REVIEW: Limited Edition Good & Gather Plant Based Oatmilk Holiday Nog

Good  Gather Oatmilk Holiday Nog Carton

What is the Good & Gather Oatmilk Holiday Nog?

It’s a vegan way to get my nog on using my favorite non-dairy milk. It also doesn’t have artificial flavors or synthetic colors. Plus, its carton has all the holiday colors — red, green, white, and brown/tan. Oh, you say brown/tan isn’t a Christmas color? Well, a reindeer’s coat, Christmas tree trunks, and the bikini briefs Santa wears under his suit would highly disagree.

How is it?

Over the years, I’ve tried almost every non-dairy nog that uses either soy, almond, or coconut milks. While they aren’t as heavy as regular eggnog, they also aren’t as tasty. They provide a slight sunken feeling inside that’s similar to what happened when I got a GoBot in my Christmas stocking instead of a Transformer. But this Good & Gather Oatmilk Holiday Nog is tastier than any other non-dairy nog I’ve had.

Good  Gather Oatmilk Holiday Nog Glass

With others, their flavors are an easy tell that they’re made with plant-based milk. But with this one, I think it could be handed out at a party and no one will realize it’s made using oatmilk. While the cinnamon and nutmeg flavors are in every sip, its taste isn’t as robust as regular nog, so those folks will probably think it’s cheap eggnog or something.

Although, now that I think about it, after they drink it, they’ll realize something is up because this holiday nog doesn’t make my stomach feel as if I just ate a small meal like a cup of eggnog does.

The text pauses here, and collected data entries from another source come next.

use chrono::{DateTime, Utc};
use serde::{Deserialize, Serialize};

/// One price observation. Bars carry open/high/low; ticks only a close.
#[derive(Debug, Clone, PartialEq, Serialize, Deserialize)]
pub struct PriceSample {
    pub timestamp: DateTime<Utc>,
    #[serde(default)]
    pub open: Option<f64>,
    #[serde(default)]
    pub high: Option<f64>,
    #[serde(default)]
    pub low: Option<f64>,
    pub close: f64,
    #[serde(default)]
    pub volume: Option<f64>,
}

impl PriceSample {
    pub fn tick(timestamp: DateTime<Utc>, price: f64) -> Self {
        Self {
            timestamp,
            open: None,
            high: None,
            low: None,
            close: price,
            volume: None,
        }
    }

    pub fn bar(timestamp: DateTime<Utc>, open: f64, high: f64, low: f64, close: f64) -> Self {
        Self {
            timestamp,
            open: Some(open),
            high: Some(high),
            low: Some(low),
            close,
            volume: None,
        }
    }

    pub fn is_bar(&self) -> bool {
        self.high.is_some() && self.low.is_some()
    }

    /// Highest traded price in the sample (close for ticks).
    pub fn high_or_close(&self) -> f64 {
        self.high.unwrap_or(self.close).max(self.close)
    }

    /// Lowest traded price in the sample (close for ticks).
    pub fn low_or_close(&self) -> f64 {
        self.low.unwrap_or(self.close).min(self.close)
    }

    fn is_valid(&self) -> bool {
        self.close.is_finite()
            && self.close > 0.0
            && self.high.map_or(true, |h| h.is_finite())
            && self.low.map_or(true, |l| l.is_finite())
    }
}

/// Time-ordered, de-duplicated samples for one symbol.
#[derive(Debug, Clone, Default, Serialize, Deserialize)]
pub struct PriceSeries {
    samples: Vec<PriceSample>,
}

impl PriceSeries {
    /// Sorts oldest-first, drops duplicate timestamps and unusable prices.
    pub fn new(mut samples: Vec<PriceSample>) -> Self {
        samples.retain(PriceSample::is_valid);
        samples.sort_by_key(|s| s.timestamp);
        samples.dedup_by_key(|s| s.timestamp);
        Self { samples }
    }

    pub fn len(&self) -> usize {
        self.samples.len()
    }

    pub fn is_empty(&self) -> bool {
        self.samples.is_empty()
    }

    pub fn first(&self) -> Option<&PriceSample> {
        self.samples.first()
    }

    pub fn last(&self) -> Option<&PriceSample> {
        self.samples.last()
    }

    pub fn iter(&self) -> std::slice::Iter<'_, PriceSample> {
        self.samples.iter()
    }

    pub fn as_slice(&self) -> &[PriceSample] {
        &self.samples
    }

    /// Samples with `from <= timestamp <= to`.
    pub fn within(&self, from: DateTime<Utc>, to: DateTime<Utc>) -> PriceSeries {
        let start = self.samples.partition_point(|s| s.timestamp < from);
        let end = self.samples.partition_point(|s| s.timestamp <= to);
        if start >= end {
            return PriceSeries::default();
        }
        PriceSeries {
            samples: self.samples[start..end].to_vec(),
        }
    }

    /// Samples strictly after `ts`.
    pub fn after(&self, ts: DateTime<Utc>) -> PriceSeries {
        let start = self.samples.partition_point(|s| s.timestamp <= ts);
        PriceSeries {
            samples: self.samples[start..].to_vec(),
        }
    }

    /// Samples at or after `ts`.
    pub fn since(&self, ts: DateTime<Utc>) -> PriceSeries {
        let start = self.samples.partition_point(|s| s.timestamp < ts);
        PriceSeries {
            samples: self.samples[start..].to_vec(),
        }
    }

    /// Median spacing between consecutive samples, in seconds.
    pub fn median_spacing_secs(&self) -> Option<i64> {
        if self.samples.len() < 2 {
            return None;
        }
        let mut spacings: Vec<i64> = self
            .samples
            .windows(2)
            .map(|w| (w[1].timestamp - w[0].timestamp).num_seconds())
            .collect();
        spacings.sort_unstable();
        Some(spacings[spacings.len() / 2])
    }

    /// Number of spacings wider than twice the median spacing.
    pub fn gap_count(&self) -> usize {
        let median = match self.median_spacing_secs() {
            Some(m) if m > 0 => m,
            _ => return 0,
        };
        self.samples
            .windows(2)
            .filter(|w| (w[1].timestamp - w[0].timestamp).num_seconds() > median * 2)
            .count()
    }

    pub fn push(&mut self, sample: PriceSample) {
        match self.samples.last() {
            Some(last) if sample.timestamp <= last.timestamp => {
                let mut all = std::mem::take(&mut self.samples);
                all.push(sample);
                *self = PriceSeries::new(all);
            }
            _ => {
                if sample.is_valid() {
                    self.samples.push(sample);
                }
            }
        }
    }
}

impl IntoIterator for PriceSeries {
    type Item = PriceSample;
    type IntoIter = std::vec::IntoIter<PriceSample>;
    fn into_iter(self) -> Self::IntoIter {
        self.samples.into_iter()
    }
}

impl FromIterator<PriceSample> for PriceSeries {
    fn from_iter<I: IntoIterator<Item = PriceSample>>(iter: I) -> Self {
        PriceSeries::new(iter.into_iter().collect())
    }
}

Anything else you need to know?

Despite giving the carton a quick shake before opening it, the first few pours had clumps. But after shaking it like I’m an excited 8-year-old trying to figure out what I got from Santa before unwrapping it, it poured nicely. The store-brand oatmilk nog has a pleasant creaminess that’s not quite as eggnog level, but it’s definitely not watery.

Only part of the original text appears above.